Dimitrovgrad ( ) is a town in Haskovo Province, Bulgaria. It is along the Maritsa River in the Thrace region, close to the provincial capital, Haskovo. Dimitrovgrad  is the administrative centre of Dimitrovgrad Municipality.

Founded in 1947, Dimitrovgrad is a planned city built by the People's Republic of Bulgaria following World War II. The recently established communist government designed the town as a socialist model city and a modern industrial center. Dimitrovgrad is named for the first communist leader of Bulgaria, Georgi Dimitrov.

Geography 
It is located 220 km from the capital Sofia and 15 km from the regional town of Haskovo. The nearest Bulgarian port is Burgas - 205 km, and the Greek port of Alexandroupoli on the Aegean Sea is about 190 km. through Makaza. Dimitrovgrad is a transport hub for Pan-European corridors 4, 8 and 9.

History
Dimitrovgrad was planned by the People's Republic of Bulgaria, the communist state that came to power following World War II.

Construction of the city began on May 10, 1947, with most of the labor provided by youth volunteers who arrived from around Bulgaria.
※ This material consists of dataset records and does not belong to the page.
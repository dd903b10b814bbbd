//! # Hypatia Schema
//!
//! Schema deriver for the Hypatia contract-routing core.
//!
//! Walks a resolved contract document and flattens every supported
//! `(path, method)` pair into a [`hypatia_core::Route`]: per-location
//! validation schemas (with string-transport numeric tolerance), payload
//! and response rules, media-type fallbacks, and run-unique identifiers.

#![doc(html_root_url = "https://docs.rs/hypatia-schema/0.1.0")]
#![warn(missing_docs)]
#![forbid(unsafe_code)]

mod derive;
mod error;
mod params;

pub use derive::derive_routes;
pub use error::{DeriveError, DeriveResult};
//! Derived route descriptors.
//!
//! A [`Route`] is the flattened, framework-agnostic representation of one
//! contract operation: method, uri, media types, a unique identifier, and
//! the per-location validation schemas derived from the contract. Routes
//! are produced fresh on every derivation call; only compiled validators
//! persist across calls.

use http::Method;
use indexmap::IndexMap;
use serde::{Deserialize, Serialize};
use serde_json::Value;

/// A derived route: one contract operation ready for materialization.
#[derive(Debug, Clone, Serialize, Deserialize)]
pub struct Route {
    /// Full uri: document base path plus the path template.
    pub uri: String,
    /// HTTP method.
    #[serde(with = "http_method_serde")]
    pub method: Method,
    /// Consumable media types (operation-level, falling back to the
    /// document-level default).
    pub consumes: Vec<String>,
    /// Producible media types (operation-level, falling back to the
    /// document-level default).
    pub produces: Vec<String>,
    /// Operation identifier, or a generated token unique within the
    /// derivation run.
    pub id: String,
    /// Compiled-to-be validation schemas for this route.
    pub validate: ValidateParams,
}

/// Per-location validation schemas for one route.
///
/// Each request location is independently optional: `None` means "do not
/// validate this location at all", which is deliberately distinct from
/// validating against an empty object schema.
#[derive(Debug, Clone, Default, Serialize, Deserialize)]
pub struct ValidateParams {
    /// Path parameter schema (`additionalProperties: false`).
    #[serde(default, skip_serializing_if = "Option::is_none")]
    pub params: Option<Value>,
    /// Query parameter schema (`additionalProperties: false`).
    #[serde(default, skip_serializing_if = "Option::is_none")]
    pub query: Option<Value>,
    /// Header schema (`additionalProperties: true`; intermediaries add
    /// headers of their own).
    #[serde(default, skip_serializing_if = "Option::is_none")]
    pub headers: Option<Value>,
    /// Payload schema: the body schema verbatim, or a schema synthesized
    /// from `formData` parameters.
    #[serde(default, skip_serializing_if = "Option::is_none")]
    pub payload: Option<Value>,
    /// Response rules keyed by status string, always containing a `default`
    /// entry after derivation.
    #[serde(default)]
    pub responses: IndexMap<String, ResponseRules>,
}

impl ValidateParams {
    /// Looks up the response rules for a status code, falling back to the
    /// `default` entry.
    #[must_use]
    pub fn response_rules(&self, status: u16) -> Option<&ResponseRules> {
        self.responses
            .get(status.to_string().as_str())
            .or_else(|| self.responses.get(Route::DEFAULT_RESPONSE_KEY))
    }
}

/// The `{payload, headers}` schema pair validated against one response key.
#[derive(Debug, Clone, Serialize, Deserialize)]
pub struct ResponseRules {
    /// Response payload schema.
    pub payload: Value,
    /// Response header schema.
    pub headers: Value,
}

impl Route {
    /// Response key applied when no declared status matches.
    pub const DEFAULT_RESPONSE_KEY: &'static str = "default";

    /// Returns the composite lookup key `"<METHOD> <uri>"` used as the
    /// second tier of handler resolution.
    #[must_use]
    pub fn composite_key(&self) -> String {
        format!("{} {}", self.method, self.uri)
    }
}

/// Serde support for HTTP methods.
mod http_method_serde {
    use http::Method;
    use serde::{Deserialize, Deserializer, Serializer};

    pub fn serialize<S>(method: &Method, serializer: S) -> Result<S::Ok, S::Error>
    where
        S: Serializer,
    {
        serializer.serialize_str(method.as_str())
    }

    pub fn deserialize<'de, D>(deserializer: D) -> Result<Method, D::Error>
    where
        D: Deserializer<'de>,
    {
        let s = String::deserialize(deserializer)?;
        s.parse().map_err(serde::de::Error::custom)
    }
}

#[cfg(test)]
mod tests {
    use super::*;
    use serde_json::json;

    fn create_test_route() -> Route {
        let mut responses = IndexMap::new();
        responses.insert(
            Route::DEFAULT_RESPONSE_KEY.to_string(),
            ResponseRules {
                payload: json!({}),
                headers: json!({}),
            },
        );
        responses.insert(
            "200".to_string(),
            ResponseRules {
                payload: json!({"type": "object"}),
                headers: json!({"type": "object", "additionalProperties": true}),
            },
        );

        Route {
            uri: "/v1/pets".to_string(),
            method: Method::GET,
            consumes: vec!["application/json".to_string()],
            produces: vec!["application/json".to_string()],
            id: "listPets".to_string(),
            validate: ValidateParams {
                responses,
                ..ValidateParams::default()
            },
        }
    }

    #[test]
    fn test_composite_key() {
        let route = create_test_route();
        assert_eq!(route.composite_key(), "GET /v1/pets");
    }

    #[test]
    fn test_response_rules_lookup_by_status() {
        let route = create_test_route();
        let rules = route.validate.response_rules(200).unwrap();
        assert_eq!(rules.payload, json!({"type": "object"}));
    }

    #[test]
    fn test_response_rules_fall_back_to_default() {
        let route = create_test_route();
        let rules = route.validate.response_rules(503).unwrap();
        assert_eq!(rules.payload, json!({}));
    }

    #[test]
    fn test_route_serialization_round_trip() {
        let route = create_test_route();
        let value = serde_json::to_value(&route).unwrap();
        assert_eq!(value["method"], "GET");

        let parsed: Route = serde_json::from_value(value).unwrap();
        assert_eq!(parsed.method, Method::GET);
        assert_eq!(parsed.id, "listPets");
    }
}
The establishment of Dimitrovgrad was officially announced on 2 September 1947, by Georgi Dimitrov, the leader of the People's Republic of Bulgaria. The three villages of Rakovski, Mariyno and Chernokonyovo were merged to form Dimitrovgrad. Construction of the town continued intensively for several more years.

The main practical reason behind the new city was to create a modern industrial centre for Bulgaria. there was also an ideological foundation for building it. The widespread destruction in Eastern Europe caused by World War II and the rise of Soviet-backed communist states in the region (known as the Eastern Bloc) led to numerous cities being built or rebuilt using new socialist planning styles. The original buildings in Dimitrovgrad were built in architectural styles popularly known as "Soviet Empire" or "Stalin Baroque", with facades of the earliest often monumental, with plinths, large columns and small decorative balconies. Over time, as the town expanded, buildings were built featuring less ornamentation in the newer Modernist architectural style.

In 1970, the first celebration of the national poetry festival 'Penio Penev' took place, and that tradition continues to the present. In 1980, the biennial Bulgarian theatrical poster was held for the first time. In 1987, the museum house Penio Penev was opened.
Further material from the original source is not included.